Tensions between the Ummayid caliphate, which was under the jurisdiction of Yazid I, and Hussain’s caliphate, culminated in the Battle of Karbala, which led to Hussain’s death by beheading.

As a result, the Ashura parade is intended to pay homage to and to mourn Imam Hussain, who is considered by many as a courageous leader who stood up for human rights.

Syed Mohibbul Hassan, who is from Bradford and was in attendance at the parade, said: “The principle purpose of this parade is to remember Imam Hussain and his protests against the tyranny of Yazid.

"We want to show the world that, as Muslims, we are not for tyranny or extremism, but we are for human rights for all.” He also argued that the Ashura parade is an inclusive practice, saying: “We welcome people of all colours, creeds and religious backgrounds.”

Another local man who attended the parade, Arfan, spoke on how Ashura is “not bound by religious or cultural divides”. Another parader, Akeel, commented “some people may perceive this parade negatively, but with communication comes knowledge” as he encouraged different religions, ethnic and cultural groups in his home city of Bradford to learn more from one another.

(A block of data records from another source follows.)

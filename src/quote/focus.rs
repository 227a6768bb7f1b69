use crate::models::FocusSide;

/// Remembers which field the user touched last; that side drives the next
/// quote.
#[derive(Debug, Clone, Copy, Default)]
pub struct FocusTracker {
    current: FocusSide,
}

impl FocusTracker {
    pub fn on_focus(&mut self, side: FocusSide) {
        self.current = side;
    }

    pub fn current(&self) -> FocusSide {
        self.current
    }
}
//! Generation-based recomputation state machine.
//!
//! Every input event (edit, snapshot, pool change, deposit sent) bumps the
//! generation before any quote request leaves this module. A result is
//! applied only when it carries the current generation and was computed
//! against the snapshot still held, so out-of-order completions can never
//! overwrite newer state.

use std::sync::Arc;

use bigdecimal::BigDecimal;
use num_traits::Zero;
use tracing::debug;

use crate::models::{
    CoordinatorState, DepositInput, DepositRequest, FocusSide, PairAmounts, QuoteResult, QuoteView,
};
use crate::pool::calc::{self, QuoteError, QuotePair};
use crate::pool::{PoolId, ReserveSnapshot};
use crate::quote::focus::FocusTracker;
use crate::quote::validator::{self, Balances, ValidationVerdict};

/// A quote to run off the event loop.
#[derive(Debug, Clone)]
pub struct QuoteRequest {
    pub generation: u64,
    pub side: FocusSide,
    pub raw_amount: String,
    pub snapshot: Arc<ReserveSnapshot>,
}

impl QuoteRequest {
    /// Run the pure quote. A degenerate pool resolves to the empty quote.
    pub fn execute(&self) -> QuoteResult {
        let pair = match calc::quote(&self.snapshot, self.side, &self.raw_amount) {
            Ok(pair) => pair,
            Err(QuoteError::DegeneratePool) => {
                debug!(
                    as_of = self.snapshot.as_of,
                    "[QUOTE] degenerate pool, quoting empty"
                );
                QuotePair::empty()
            }
        };
        QuoteResult {
            side: self.side,
            derived_amount: pair.derived_amount,
            minted_shares: pair.minted_shares,
            for_generation: self.generation,
            for_snapshot_as_of: self.snapshot.as_of,
        }
    }
}

#[derive(Debug)]
pub struct RecomputeCoordinator {
    pool: Option<PoolId>,
    pool_not_found: bool,
    snapshot: Option<Arc<ReserveSnapshot>>,
    amounts: PairAmounts,
    minted_shares: BigDecimal,
    focus: FocusTracker,
    generation: u64,
    state: CoordinatorState,
}

impl RecomputeCoordinator {
    pub fn new(pool: Option<PoolId>) -> Self {
        Self {
            pool,
            pool_not_found: false,
            snapshot: None,
            amounts: PairAmounts::default(),
            minted_shares: BigDecimal::zero(),
            focus: FocusTracker::default(),
            generation: 0,
            state: CoordinatorState::Idle,
        }
    }

    pub fn pool(&self) -> Option<&PoolId> {
        self.pool.as_ref()
    }

    pub fn generation(&self) -> u64 {
        self.generation
    }

    pub fn state(&self) -> CoordinatorState {
        self.state
    }

    pub fn amounts(&self) -> &PairAmounts {
        &self.amounts
    }

    pub fn minted_shares(&self) -> &BigDecimal {
        &self.minted_shares
    }

    pub fn snapshot(&self) -> Option<&ReserveSnapshot> {
        self.snapshot.as_deref()
    }

    pub fn current_input(&self) -> DepositInput {
        let side = self.focus.current();
        DepositInput {
            side,
            raw_amount: self.amounts.get(side).to_owned(),
            generation: self.generation,
        }
    }

    /// Store the keystroke, make `side` the driving side and requote.
    pub fn on_amount_edited(&mut self, side: FocusSide, raw_amount: &str) -> Option<QuoteRequest> {
        self.amounts.set(side, raw_amount);
        self.focus.on_focus(side);
        self.issue()
    }

    pub fn on_focus_changed(&mut self, side: FocusSide) {
        self.focus.on_focus(side);
    }

    /// Accept a fresher snapshot for the active pool and requote against it.
    pub fn on_snapshot(&mut self, snapshot: ReserveSnapshot) -> Option<QuoteRequest> {
        if self.pool.as_ref() != Some(&snapshot.pool_id) {
            debug!(pool = %snapshot.pool_id, "[POOL] snapshot for inactive pool ignored");
            return None;
        }
        if let Some(held) = &self.snapshot {
            if snapshot.as_of <= held.as_of {
                debug!(
                    held = held.as_of,
                    received = snapshot.as_of,
                    "[POOL] superseded snapshot ignored"
                );
                return None;
            }
        }
        self.pool_not_found = false;
        self.snapshot = Some(Arc::new(snapshot));
        self.issue()
    }

    /// Switch to another pool (or none). Pending quotes and amounts are dropped.
    pub fn on_pool_changed(&mut self, pool: Option<PoolId>) {
        self.pool = pool;
        self.pool_not_found = false;
        self.snapshot = None;
        self.clear_inputs();
    }

    /// The active pool no longer exists upstream. Repeated reports are no-ops
    /// so edits made meanwhile survive.
    pub fn on_pool_not_found(&mut self) {
        if self.pool_not_found {
            return;
        }
        self.pool_not_found = true;
        self.snapshot = None;
        self.clear_inputs();
    }

    pub fn is_pool_not_found(&self) -> bool {
        self.pool_not_found
    }

    /// The deposit went out; start over with empty fields.
    pub fn on_deposit_sent(&mut self) {
        self.clear_inputs();
    }

    /// Apply `result` if it is still current. Returns whether it was applied.
    pub fn on_quote_result(&mut self, result: QuoteResult) -> bool {
        let held_as_of = self.snapshot.as_ref().map(|s| s.as_of);
        if result.for_generation != self.generation
            || held_as_of != Some(result.for_snapshot_as_of)
        {
            debug!(
                result_generation = result.for_generation,
                current_generation = self.generation,
                "[QUOTE] stale result discarded"
            );
            return false;
        }

        self.amounts.set(result.side.other(), result.derived_amount);
        self.minted_shares = result.minted_shares;
        self.state = CoordinatorState::Applied(result.for_generation);
        true
    }

    pub fn verdict(&self, balances: &Balances) -> ValidationVerdict {
        validator::validate(&self.amounts, balances)
    }

    /// Amounts to submit: the fixed side truncated to its token's precision,
    /// the derived side raised by `slippage_bps`. Only available once the
    /// latest generation's quote is applied and the amounts validate.
    pub fn deposit_request(
        &self,
        balances: &Balances,
        slippage_bps: u32,
    ) -> Option<DepositRequest> {
        if self.state != CoordinatorState::Applied(self.generation) {
            return None;
        }
        if self.verdict(balances) != ValidationVerdict::Ok {
            return None;
        }
        let pool_id = self.pool.clone()?;
        let snapshot = self.snapshot.as_ref()?;

        let fixed = self.focus.current();
        let derived = fixed.other();

        let fixed_amount = calc::parse_amount(self.amounts.get(fixed))?;
        let fixed_raw = calc::to_smallest_units(&fixed_amount, snapshot.decimals(fixed));

        let derived_amount = calc::parse_amount(self.amounts.get(derived))?;
        let decimals = snapshot.decimals(derived);
        let derived_raw = calc::to_smallest_units(&derived_amount, decimals);
        let max_raw = calc::with_slippage(&derived_raw, slippage_bps);

        let mut submitted = PairAmounts::default();
        submitted.set(fixed, calc::format_units(&fixed_raw, snapshot.decimals(fixed)));
        submitted.set(derived, calc::format_units(&max_raw, decimals));
        Some(DepositRequest {
            pool_id,
            base_amount: submitted.base,
            quote_amount: submitted.quote,
            fixed_side: fixed,
        })
    }

    /// Read model for rendering.
    pub fn view(&self, balances: &Balances, slippage_bps: u32) -> QuoteView {
        QuoteView {
            base_amount: self.amounts.base.clone(),
            quote_amount: self.amounts.quote.clone(),
            minted_shares_estimate: self.minted_shares.clone(),
            verdict: self.verdict(balances),
            focus: self.focus.current(),
            state: self.state,
            snapshot_as_of: self.snapshot.as_ref().map(|s| s.as_of),
            pool_not_found: self.pool_not_found,
            exchange_rate: self
                .snapshot
                .as_ref()
                .and_then(|s| calc::exchange_rate(s, self.focus.current())),
            deposit: self.deposit_request(balances, slippage_bps),
        }
    }

    // ---------- internals ----------

    /// Bump the generation, then either resolve synchronously (empty driving
    /// amount, nothing to quote against) or hand out a request.
    fn issue(&mut self) -> Option<QuoteRequest> {
        self.generation += 1;
        let side = self.focus.current();
        let raw_amount = self.amounts.get(side).trim().to_owned();

        if raw_amount.is_empty() || self.pool_not_found {
            self.clear_derived(side);
            return None;
        }
        let Some(snapshot) = self.snapshot.clone() else {
            self.state = CoordinatorState::Idle;
            return None;
        };

        self.state = CoordinatorState::Computing(self.generation);
        Some(QuoteRequest {
            generation: self.generation,
            side,
            raw_amount,
            snapshot,
        })
    }

    fn clear_derived(&mut self, driving: FocusSide) {
        self.amounts.set(driving.other(), "");
        self.minted_shares = BigDecimal::zero();
        self.state = CoordinatorState::Idle;
    }

    fn clear_inputs(&mut self) {
        self.generation += 1;
        self.amounts.clear();
        self.minted_shares = BigDecimal::zero();
        self.state = CoordinatorState::Idle;
    }
}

Faryal, a recent University of Bradford graduate who was working as part of the security team at the event, confirmed that Ashura was closely tied to the idea of “standing up against oppression”. She also added that “taking a stand against oppression doesn’t require a religion”, while “it is not just Muslims that need to come together in the name of justice, but everyone, regardless of their beliefs or backgrounds.”

In regards to the confusion that the parade may be met with by those who are unfamiliar with it, Faryal said “if you have no idea what’s going on and you see this happening on the street, it may be a bit of a shock. But when we talk to people, as well as when we hand leaflets and information about the parade out, it helps people to understand it better”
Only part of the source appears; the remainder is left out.